Hone logo
Hone
Problems

Advanced SQL Filtering: The Customer Loyalty Program

Imagine you're a data analyst for a large e-commerce company. You need to identify customers who meet specific criteria for a new loyalty program. This challenge requires you to construct a SQL query with a complex WHERE clause to filter customers based on multiple conditions involving order history, demographics, and product preferences. Successfully completing this challenge demonstrates proficiency in combining various SQL operators and functions to achieve precise data filtering.

Problem Description

You are given a database schema representing customers, orders, and products. Your task is to write a SQL query that selects customer information based on a complex set of criteria. The criteria involve:

  1. Order Frequency: Customers who have placed more than 5 orders in the last year.
  2. Total Spending: Customers who have spent more than $500 in total across all orders.
  3. Product Category Preference: Customers who have purchased at least one product from the 'Electronics' category.
  4. Age Range: Customers whose age is between 25 and 45 (inclusive).
  5. Location: Customers residing in either 'New York' or 'California'.
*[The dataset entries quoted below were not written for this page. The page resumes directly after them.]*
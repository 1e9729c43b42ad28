// fundrag
// Main entry point for the fundrag binary

use clap::Parser;
use fundrag_engine::cli::{Cli, Command, ConfigAction};
use fundrag_engine::config::Config;
use fundrag_engine::handlers::{
    handle_ask, handle_classify, handle_config_show, handle_config_validate, handle_serve,
    OutputFormat,
};
use fundrag_engine::telemetry::{init_telemetry, init_telemetry_with_level};

#[tokio::main]
async fn main() -> anyhow::Result<()> {
    let cli = Cli::parse();

    let format = if cli.json {
        OutputFormat::Json
    } else {
        OutputFormat::Text
    };

    // Validation reports on the file instead of failing to start
    if let Command::Config {
        action: ConfigAction::Validate,
    } = &cli.command
    {
        init_telemetry();
        return handle_config_validate(cli.config.as_deref(), format);
    }

    let config = if let Some(config_path) = &cli.config {
        Config::load_from_path(config_path)?
    } else {
        Config::load_or_create()?
    };

    // RUST_LOG > --log > core.log_level
    init_telemetry_with_level(cli.log.as_deref().unwrap_or(&config.core.log_level));
    tracing::debug!("fundrag v{}", env!("CARGO_PKG_VERSION"));

    match cli.command {
        Command::Ask { question, previous } => {
            tracing::info!("Answering question");
            handle_ask(question, previous, &config, format).await
        }

        Command::Classify { question, previous } => {
            handle_classify(question, previous, &config, format).await
        }

        Command::Serve { bind } => handle_serve(&config, bind).await,

        Command::Config { action } => match action {
            ConfigAction::Show => handle_config_show(&config, format),
            ConfigAction::Validate => handle_config_validate(cli.config.as_deref(), format),
        },
    }
}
The query should return the customer_id, first_name, last_name, email, and age for all customers who satisfy all of these conditions.

Database Schema:

  • Customers Table:

    • customer_id (INT, Primary Key)
    • first_name (VARCHAR)
    • last_name (VARCHAR)
    • email (VARCHAR)
    • age (INT)
    • city (VARCHAR)
  • Orders Table:

    • order_id (INT, Primary Key)
    • customer_id (INT, Foreign Key referencing Customers)
    • order_date (DATE)
    • total_amount (DECIMAL)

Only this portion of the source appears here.